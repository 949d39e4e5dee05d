//! Retained scene graph, the reference `Scene` implementation
//!
//! Hosts with a real renderer implement `Scene` themselves; this graph backs
//! the integration tests and headless hosts that only need bookkeeping.

use ahash::AHashMap;

use crate::core::types::{AssetRef, ComponentTag, NodeId, SocketName, Transform};

use super::{RepresentationKind, Scene};

/// One node in the graph
#[derive(Debug, Clone)]
pub struct SceneNode {
    pub asset: Option<AssetRef>,
    pub kind: Option<RepresentationKind>,
    pub parent: Option<NodeId>,
    pub socket: Option<SocketName>,
    pub transform: Transform,
    pub tag: Option<ComponentTag>,
}

pub struct SceneGraph {
    nodes: AHashMap<NodeId, SceneNode>,
    root: NodeId,
    next_id: u64,
    avatar_ready: bool,
    linked_layers: Vec<AssetRef>,
}

impl SceneGraph {
    pub fn new() -> Self {
        let root = NodeId(0);
        let mut nodes = AHashMap::new();
        nodes.insert(
            root,
            SceneNode {
                asset: None,
                kind: None,
                parent: None,
                socket: None,
                transform: Transform::IDENTITY,
                tag: None,
            },
        );
        Self {
            nodes,
            root,
            next_id: 1,
            avatar_ready: true,
            linked_layers: Vec::new(),
        }
    }

    pub fn set_avatar_ready(&mut self, ready: bool) {
        self.avatar_ready = ready;
    }

    /// Register a tag-addressable attachment parent (e.g. a "Hands" component)
    pub fn add_tagged_node(&mut self, tag: ComponentTag) -> NodeId {
        let id = self.alloc_id();
        self.nodes.insert(
            id,
            SceneNode {
                asset: None,
                kind: None,
                parent: Some(self.root),
                socket: None,
                transform: Transform::IDENTITY,
                tag: Some(tag),
            },
        );
        id
    }

    pub fn node(&self, id: NodeId) -> Option<&SceneNode> {
        self.nodes.get(&id)
    }

    pub fn parent_of(&self, id: NodeId) -> Option<NodeId> {
        self.nodes.get(&id).and_then(|n| n.parent)
    }

    pub fn socket_of(&self, id: NodeId) -> Option<&SocketName> {
        self.nodes.get(&id).and_then(|n| n.socket.as_ref())
    }

    pub fn contains(&self, id: NodeId) -> bool {
        self.nodes.contains_key(&id)
    }

    pub fn node_count(&self) -> usize {
        self.nodes.len()
    }

    pub fn linked_layers(&self) -> &[AssetRef] {
        &self.linked_layers
    }

    fn alloc_id(&mut self) -> NodeId {
        let id = NodeId(self.next_id);
        self.next_id += 1;
        id
    }

    fn destroy_recursive(&mut self, id: NodeId) {
        let children: Vec<NodeId> = self
            .nodes
            .iter()
            .filter(|(_, n)| n.parent == Some(id))
            .map(|(child, _)| *child)
            .collect();
        for child in children {
            self.destroy_recursive(child);
        }
        self.nodes.remove(&id);
    }
}

impl Default for SceneGraph {
    fn default() -> Self {
        Self::new()
    }
}

impl Scene for SceneGraph {
    fn avatar_ready(&self) -> bool {
        self.avatar_ready
    }

    fn root(&self) -> NodeId {
        self.root
    }

    fn find_tagged(&self, tag: &ComponentTag) -> Option<NodeId> {
        self.nodes
            .iter()
            .find(|(_, n)| n.tag.as_ref() == Some(tag))
            .map(|(id, _)| *id)
    }

    fn spawn(
        &mut self,
        asset: &AssetRef,
        kind: RepresentationKind,
        parent: NodeId,
        socket: &SocketName,
        transform: Transform,
    ) -> Option<NodeId> {
        if !self.nodes.contains_key(&parent) {
            return None;
        }
        let id = self.alloc_id();
        self.nodes.insert(
            id,
            SceneNode {
                asset: Some(asset.clone()),
                kind: Some(kind),
                parent: Some(parent),
                socket: Some(socket.clone()),
                transform,
                tag: None,
            },
        );
        Some(id)
    }

    fn attach(&mut self, node: NodeId, parent: NodeId, socket: &SocketName) -> bool {
        if node == parent || !self.nodes.contains_key(&parent) {
            return false;
        }
        match self.nodes.get_mut(&node) {
            Some(n) => {
                n.parent = Some(parent);
                n.socket = Some(socket.clone());
                true
            }
            None => false,
        }
    }

    fn destroy(&mut self, node: NodeId) -> bool {
        if node == self.root || !self.nodes.contains_key(&node) {
            return false;
        }
        self.destroy_recursive(node);
        true
    }

    fn link_anim_layers(&mut self, layers: &[AssetRef]) {
        for layer in layers {
            if !self.linked_layers.contains(layer) {
                self.linked_layers.push(layer.clone());
            }
        }
    }

    fn unlink_anim_layers(&mut self, layers: &[AssetRef]) {
        self.linked_layers.retain(|l| !layers.contains(l));
    }
}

________________________________________

▶ [Task goal] Set down the data exactly.

▶ [Exercise solution]
repository 949d39e4e5dee05d
//! Retained scene graph, the reference `Scene` implementation
//!
//! Hosts with a real renderer implement `Scene` themselves; this graph backs
//! the integration tests and headless hosts that only need bookkeeping.

use ahash::AHashMap;

use crate::core::types::{AssetRef, ComponentTag, NodeId, SocketName, Transform};

use super::{RepresentationKind, Scene};

/// One node in the graph
#[derive(Debug, Clone)]
pub struct SceneNode {
    pub asset: Option<AssetRef>,
    pub kind: Option<RepresentationKind>,
    pub parent: Option<NodeId>,
    pub socket: Option<SocketName>,
    pub transform: Transform,
    pub tag: Option<ComponentTag>,
}

pub struct SceneGraph {
    nodes: AHashMap<NodeId, SceneNode>,
    root: NodeId,
    next_id: u64,
    avatar_ready: bool,
    linked_layers: Vec<AssetRef>,
}

impl SceneGraph {
    pub fn new() -> Self {
        let root = NodeId(0);
        let mut nodes = AHashMap::new();
        nodes.insert(
            root,
            SceneNode {
                asset: None,
                kind: None,
                parent: None,
                socket: None,
                transform: Transform::IDENTITY,
                tag: None,
            },
        );
        Self {
            nodes,
            root,
            next_id: 1,
            avatar_ready: true,
            linked_layers: Vec::new(),
        }
    }

    pub fn set_avatar_ready(&mut self, ready: bool) {
        self.avatar_ready = ready;
    }

    /// Register a tag-addressable attachment parent (e.g. a "Hands" component)
    pub fn add_tagged_node(&mut self, tag: ComponentTag) -> NodeId {
        let id = self.alloc_id();
        self.nodes.insert(
            id,
            SceneNode {
                asset: None,
                kind: None,
                parent: Some(self.root),
                socket: None,
                transform: Transform::IDENTITY,
                tag: Some(tag),
            },
        );
        id
    }

    pub fn node(&self, id: NodeId) -> Option<&SceneNode> {
        self.nodes.get(&id)
    }

    pub fn parent_of(&self, id: NodeId) -> Option<NodeId> {
        self.nodes.get(&id).and_then(|n| n.parent)
    }

    pub fn socket_of(&self, id: NodeId) -> Option<&SocketName> {
        self.nodes.get(&id).and_then(|n| n.socket.as_ref())
    }

    pub fn contains(&self, id: NodeId) -> bool {
        self.nodes.contains_key(&id)
    }

    pub fn node_count(&self) -> usize {
        self.nodes.len()
    }

    pub fn linked_layers(&self) -> &[AssetRef] {
        &self.linked_layers
    }

    fn alloc_id(&mut self) -> NodeId {
        let id = NodeId(self.next_id);
        self.next_id += 1;
        id
    }

    fn destroy_recursive(&mut self, id: NodeId) {
        let children: Vec<NodeId> = self
            .nodes
            .iter()
            .filter(|(_, n)| n.parent == Some(id))
            .map(|(child, _)| *child)
            .collect();
        for child in children {
            self.destroy_recursive(child);
        }
        self.nodes.remove(&id);
    }
}

impl Default for SceneGraph {
    fn default() -> Self {
        Self::new()
    }
}

impl Scene for SceneGraph {
    fn avatar_ready(&self) -> bool {
        self.avatar_ready
    }

    fn root(&self) -> NodeId {
        self.root
    }

    fn find_tagged(&self, tag: &ComponentTag) -> Option<NodeId> {
        self.nodes
            .iter()
            .find(|(_, n)| n.tag.as_ref() == Some(tag))
            .map(|(id, _)| *id)
    }

    fn spawn(
        &mut self,
        asset: &AssetRef,
        kind: RepresentationKind,
        parent: NodeId,
        socket: &SocketName,
        transform: Transform,
    ) -> Option<NodeId> {
        if !self.nodes.contains_key(&parent) {
            return None;
        }
        let id = self.alloc_id();
        self.nodes.insert(
            id,
            SceneNode {
                asset: Some(asset.clone()),
                kind: Some(kind),
                parent: Some(parent),
                socket: Some(socket.clone()),
                transform,
                tag: None,
            },
        );
        Some(id)
    }

    fn attach(&mut self, node: NodeId, parent: NodeId, socket: &SocketName) -> bool {
        if node == parent || !self.nodes.contains_key(&parent) {
            return false;
        }
        match self.nodes.get_mut(&node) {
            Some(n) => {
                n.parent = Some(parent);
                n.socket = Some(socket.clone());
                true
            }
            None => false,
        }
    }

    fn destroy(&mut self, node: NodeId) -> bool {
        if node == self.root || !self.nodes.contains_key(&node) {
            return false;
        }
        self.destroy_recursive(node);
        true
    }

    fn link_anim_layers(&mut self, layers: &[AssetRef]) {
        for layer in layers {
            if !self.linked_layers.contains(layer) {
                self.linked_layers.push(layer.clone());
            }
        }
    }

    fn unlink_anim_layers(&mut self, layers: &[AssetRef]) {
        self.linked_layers.retain(|l| !layers.contains(l));
    }
}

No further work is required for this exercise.